Shimmer (Taut. II) fait gicler des sons célestes, mais reste soutenu. Il breake, se faisant presque dub. Le trip, bien entendu, n’est pas inerte. Tautology n’est pas, à l’instar de l’existence, un long fleuve tranquille. Nocturne (Taut. II) est lui aux abords du cold, ses synthés évoquent Joy Division. En termes de climats, tout en restant pertinent, El Ten Eleven vise un horizon large, ouvert. Il amène à l’introspection, prend parfois plus directement aux tripes. De temps à autres, il passe d’une ambiance à l’autre, naturellement. Rodés par des sorties en nombre et des dates nourries, Dunn et Fogarty sont ici sur leur terrain favori.

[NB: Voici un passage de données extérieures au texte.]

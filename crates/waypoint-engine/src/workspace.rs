//! Workspace: projects, graphs and the shared log, as one unit
//!
//! This is what an application loads at start-up, edits, executes, and
//! saves on exit.

use std::sync::Arc;

use serde::{Deserialize, Serialize};

use crate::error::{Result, WorkflowError};
use crate::events::EventSink;
use crate::log_sink::LogSink;
use crate::orchestration::{
    ExecutionContext, GraphSnapshot, NodeEditor, NodeExecutor, NodeId, OrchestrationId,
    OrchestrationRunner, RunReport,
};
use crate::project::{OrchestrationRow, ProjectManager, ProjectRow};

/// Name of the project created when nothing could be loaded
pub const DEFAULT_PROJECT_NAME: &str = "Default Project";
/// Name of the orchestration created alongside it
pub const DEFAULT_ORCHESTRATION_NAME: &str = "Main Orchestration";

/// Every row a storage backend persists
#[derive(Debug, Clone, Default, PartialEq, Serialize, Deserialize)]
pub struct WorkspaceRows {
    pub projects: Vec<ProjectRow>,
    pub orchestrations: Vec<OrchestrationRow>,
    pub graph: GraphSnapshot,
}

/// Outcome of executing a single selected node
#[derive(Debug)]
pub struct NodeRun {
    pub node_id: NodeId,
    pub success: bool,
    pub context: ExecutionContext,
}

/// Outcome of executing a whole orchestration
#[derive(Debug)]
pub struct OrchestrationRun {
    pub report: RunReport,
    pub context: ExecutionContext,
}

#[derive(Debug)]
pub struct Workspace {
    projects: ProjectManager,
    editor: NodeEditor,
    log_sink: Arc<LogSink>,
}

impl Default for Workspace {
    fn default() -> Self {
        Self::new(Arc::new(LogSink::new()))
    }
}

impl Workspace {
    /// Empty workspace with a headless editor
    pub fn new(log_sink: Arc<LogSink>) -> Self {
        Self::with_editor(NodeEditor::headless(), log_sink)
    }

    pub fn with_editor(editor: NodeEditor, log_sink: Arc<LogSink>) -> Self {
        Self {
            projects: ProjectManager::new(),
            editor,
            log_sink,
        }
    }

    /// Workspace with one default project holding one empty orchestration
    pub fn bootstrap(log_sink: Arc<LogSink>) -> Self {
        let mut workspace = Self::new(log_sink);
        let project_id = workspace.projects.add_project(DEFAULT_PROJECT_NAME);
        if let Ok(orchestration_id) = workspace
            .projects
            .add_orchestration(project_id, DEFAULT_ORCHESTRATION_NAME)
        {
            workspace.editor.orchestration_data(orchestration_id);
        }
        log::info!("Bootstrapped workspace with '{}'", DEFAULT_PROJECT_NAME);
        workspace
    }

    /// Rebuild a workspace from stored rows
    pub fn from_rows(rows: &WorkspaceRows, log_sink: Arc<LogSink>) -> Self {
        Self::from_rows_with_editor(rows, NodeEditor::headless(), log_sink)
    }

    /// Rebuild a workspace from stored rows into an editor on a given surface
    pub fn from_rows_with_editor(
        rows: &WorkspaceRows,
        editor: NodeEditor,
        log_sink: Arc<LogSink>,
    ) -> Self {
        let mut workspace = Self::with_editor(editor, log_sink);
        workspace.projects = ProjectManager::from_rows(&rows.projects, &rows.orchestrations);
        workspace.editor.restore(&rows.graph);
        workspace
    }

    /// Flatten the workspace into rows for storage
    ///
    /// Live positions of the active orchestration are committed first. Graph
    /// stores of orchestrations that no project owns any more are left out.
    pub fn to_rows(&mut self) -> WorkspaceRows {
        self.editor.commit_positions();

        let (projects, orchestrations) = self.projects.to_rows();
        let mut graph = self.editor.flatten();

        let known = &self.projects;
        let before = (graph.nodes.len(), graph.links.len());
        graph
            .nodes
            .retain(|row| known.contains_orchestration(row.orchestration_id));
        graph
            .links
            .retain(|row| known.contains_orchestration(row.orchestration_id));
        let dropped = before.0 - graph.nodes.len() + before.1 - graph.links.len();
        if dropped > 0 {
            log::warn!("Not saving {} rows of orchestrations with no project", dropped);
        }

        WorkspaceRows {
            projects,
            orchestrations,
            graph,
        }
    }

    pub fn projects(&self) -> &ProjectManager {
        &self.projects
    }

    pub fn projects_mut(&mut self) -> &mut ProjectManager {
        &mut self.projects
    }

    pub fn editor(&self) -> &NodeEditor {
        &self.editor
    }

    pub fn editor_mut(&mut self) -> &mut NodeEditor {
        &mut self.editor
    }

    pub fn log_sink(&self) -> &Arc<LogSink> {
        &self.log_sink
    }

    pub fn is_empty(&self) -> bool {
        self.projects.projects().is_empty()
    }

    /// Fresh execution context wired to the shared log sink
    pub fn new_context(&self) -> ExecutionContext {
        ExecutionContext::with_sink(Arc::clone(&self.log_sink))
    }

    /// Delete an orchestration and its graph
    pub fn remove_orchestration(&mut self, id: OrchestrationId) -> Result<()> {
        let project_id = self
            .projects
            .find_orchestration(id)
            .map(|(project, _)| project.id)
            .ok_or(WorkflowError::OrchestrationNotFound(id))?;
        if let Some(project) = self.projects.project_mut(project_id) {
            project.remove_orchestration(id);
        }
        self.editor.remove_orchestration_data(id);
        Ok(())
    }

    /// Run a whole orchestration with a fresh context
    pub async fn execute(
        &mut self,
        orchestration_id: OrchestrationId,
        runner: &OrchestrationRunner,
        event_sink: &dyn EventSink,
    ) -> Result<OrchestrationRun> {
        if !self.projects.contains_orchestration(orchestration_id)
            && !self.editor.contains(orchestration_id)
        {
            return Err(WorkflowError::OrchestrationNotFound(orchestration_id));
        }

        let mut context = self.new_context();
        let data = self.editor.orchestration_data(orchestration_id);
        let report = runner.run(orchestration_id, data, &mut context, event_sink).await;
        Ok(OrchestrationRun { report, context })
    }

    /// Execute the first selected node on its own, ignoring links
    ///
    /// Returns `Ok(None)` when nothing is selected.
    pub async fn execute_selected(
        &mut self,
        orchestration_id: OrchestrationId,
        executor: &NodeExecutor,
    ) -> Result<Option<NodeRun>> {
        let node_id = match self.editor.surface().selected_nodes().first() {
            Some(id) => *id,
            None => return Ok(None),
        };

        let node = self
            .editor
            .get(orchestration_id)
            .ok_or(WorkflowError::OrchestrationNotFound(orchestration_id))?
            .node(node_id)
            .ok_or(WorkflowError::NodeNotFound(node_id))?;

        let mut context = self.new_context();
        match executor.execute(node, &mut context).await {
            Ok(success) => Ok(Some(NodeRun {
                node_id,
                success,
                context,
            })),
            Err(e) => {
                context.log(format!("ERROR: {}", e));
                Err(e)
            }
        }
    }
}

#[cfg(test)]
mod tests {
    use super::*;
    use crate::events::NullEventSink;
    use crate::http::{HttpClient, HttpRequest, HttpResponse};
    use crate::orchestration::{NodeConfig, NodeType, Position};
    use crate::surface::HeadlessSurface;
    use async_trait::async_trait;

    struct NoNetwork;

    #[async_trait]
    impl HttpClient for NoNetwork {
        async fn perform(&self, _request: HttpRequest) -> HttpResponse {
            HttpResponse::transport_error("network disabled")
        }
    }

    fn executor() -> NodeExecutor {
        NodeExecutor::new(Arc::new(NoNetwork))
    }

    #[test]
    fn test_bootstrap() {
        let workspace = Workspace::bootstrap(Arc::new(LogSink::new()));
        let projects = workspace.projects().projects();
        assert_eq!(projects.len(), 1);
        assert_eq!(projects[0].name, DEFAULT_PROJECT_NAME);
        assert_eq!(projects[0].orchestrations()[0].name, DEFAULT_ORCHESTRATION_NAME);
        assert!(workspace.editor().contains(1000));
    }

    #[tokio::test]
    async fn test_execute_mirrors_to_sink() {
        let sink = Arc::new(LogSink::new());
        let mut workspace = Workspace::bootstrap(Arc::clone(&sink));
        let editor = workspace.editor_mut();
        let start = editor.create_node(1000, NodeType::Start, Position::default());
        let log = editor.create_node(1000, NodeType::Log, Position::default());
        if let Some(NodeConfig::Log { message }) = editor.node_mut(1000, log).map(|n| n.config_mut()) {
            *message = "hi".to_string();
        }
        editor.create_link(1000, start + 1, log + 1);

        let runner = OrchestrationRunner::new(executor());
        let run = workspace.execute(1000, &runner, &NullEventSink).await.unwrap();
        assert!(run.report.success());
        assert!(run.context.execution_log().contains("LOG: hi"));
        assert!(sink.snapshot().iter().any(|l| l == "[EXEC] LOG: hi"));
    }

    #[tokio::test]
    async fn test_execute_unknown_orchestration() {
        let mut workspace = Workspace::bootstrap(Arc::new(LogSink::new()));
        let runner = OrchestrationRunner::new(executor());
        let err = workspace.execute(4242, &runner, &NullEventSink).await.unwrap_err();
        assert!(matches!(err, WorkflowError::OrchestrationNotFound(4242)));
    }

    #[tokio::test]
    async fn test_execute_selected_runs_first_selected() {
        let mut surface = HeadlessSurface::new();
        surface.select_nodes([11, 1]);
        let mut workspace =
            Workspace::with_editor(NodeEditor::new(Box::new(surface)), Arc::new(LogSink::new()));
        let editor = workspace.editor_mut();
        editor.create_node(1000, NodeType::Start, Position::default());
        editor.create_node(1000, NodeType::HttpGet, Position::default());

        let run = workspace
            .execute_selected(1000, &executor())
            .await
            .unwrap()
            .unwrap();
        assert_eq!(run.node_id, 11);
        assert!(!run.success);
        assert!(run.context.execution_log().contains("ERROR: network disabled"));
    }

    #[tokio::test]
    async fn test_execute_selected_without_selection() {
        let mut workspace = Workspace::bootstrap(Arc::new(LogSink::new()));
        assert!(workspace
            .execute_selected(1000, &executor())
            .await
            .unwrap()
            .is_none());
    }

    #[test]
    fn test_rows_skip_removed_orchestrations() {
        let mut workspace = Workspace::bootstrap(Arc::new(LogSink::new()));
        let project = workspace.projects().projects()[0].id;
        let extra = workspace
            .projects_mut()
            .add_orchestration(project, "Extra")
            .unwrap();
        workspace
            .editor_mut()
            .create_node(extra, NodeType::Start, Position::default());
        // A graph store with no orchestration behind it
        workspace
            .editor_mut()
            .create_node(9999, NodeType::Log, Position::default());

        let rows = workspace.to_rows();
        assert_eq!(rows.graph.nodes.len(), 1);
        assert_eq!(rows.graph.nodes[0].orchestration_id, extra);

        workspace.remove_orchestration(extra).unwrap();
        assert!(workspace.to_rows().graph.nodes.is_empty());
        assert!(!workspace.editor().contains(extra));
    }

    #[test]
    fn test_rows_keep_positions_per_orchestration() {
        let mut workspace = Workspace::bootstrap(Arc::new(LogSink::new()));
        let project = workspace.projects().projects()[0].id;
        let second = workspace
            .projects_mut()
            .add_orchestration(project, "Second")
            .unwrap();
        let editor = workspace.editor_mut();
        editor.create_node(1000, NodeType::Start, Position::new(10.0, 20.0));
        editor.create_node(second, NodeType::Start, Position::new(-1.0, -2.0));

        let rows = workspace.to_rows();
        let positions: Vec<(i32, i32, f32, f32)> = rows
            .graph
            .nodes
            .iter()
            .map(|row| (row.orchestration_id, row.id, row.pos_x, row.pos_y))
            .collect();
        assert_eq!(
            positions,
            vec![(1000, 1, 10.0, 20.0), (second, 1, -1.0, -2.0)]
        );

        // A load-then-save cycle keeps them too
        let mut restored = Workspace::from_rows(&rows, Arc::new(LogSink::new()));
        restored.editor_mut().orchestration_data(second);
        assert_eq!(restored.to_rows(), rows);
    }

    #[test]
    fn test_rows_round_trip() {
        let mut workspace = Workspace::bootstrap(Arc::new(LogSink::new()));
        let editor = workspace.editor_mut();
        let start = editor.create_node(1000, NodeType::Start, Position::new(1.0, 2.0));
        let log = editor.create_node(1000, NodeType::Log, Position::new(3.0, 4.0));
        editor.create_link(1000, start + 1, log + 1);

        let rows = workspace.to_rows();
        let mut restored = Workspace::from_rows(&rows, Arc::new(LogSink::new()));
        assert_eq!(restored.to_rows(), rows);
    }
}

Queen’s gambit navigue entre tempo dansant et sons froids issus de la basse, mais plus crus en accompagnement et, comme à l’habitude, adresse à dénicher des sonorités inédites. Entre douceur et force de frappe, sans dénoter ni ennuyer. Il va sans dire que le registre est personnel, en phase avec l’esprit et les tourments de la paire. Je la découvre, pour ma part, et la surprise est bonne. You are a piece of me, you are a piece of her (Taut. III) pend la brise, légère, et s’envole dans une rêverie prolongée. On se laisse bercer, aux aguets toutefois car on sait qu’en certains recoins du parcours, le discours peut rudoyer. Mais on reste, en l’occurrence, dans un ciel serein. Le morceau est post-rock, mais le groupe se refuse à faire dudit genre son unique approche.
Ainsi le Shimmered nommé plus haut, ensuite, se montre plus vivace, plus contrasté aussi, plus déviant. L’album est immersif, ne nous attendons pas à le dompter à la première lecture. Sur le sampler, c’est Let’s all go out like qui lâche les dernières notes. Dans un faux calme dont le fond pourrait « péter », il esquisse un joli paysage. Si j’avoue préférer, de mon côté, les plages où El ten Eleven s’enhardit, prend un virage sonique, le panel servi sur Tautology est suffisamment alléchant pour qu’au final, on prenne plaisir à parcourir le « domicile » des deux hommes. Avec un attrait plus prononcé, cependant, pour ses facettes les plus remuantes.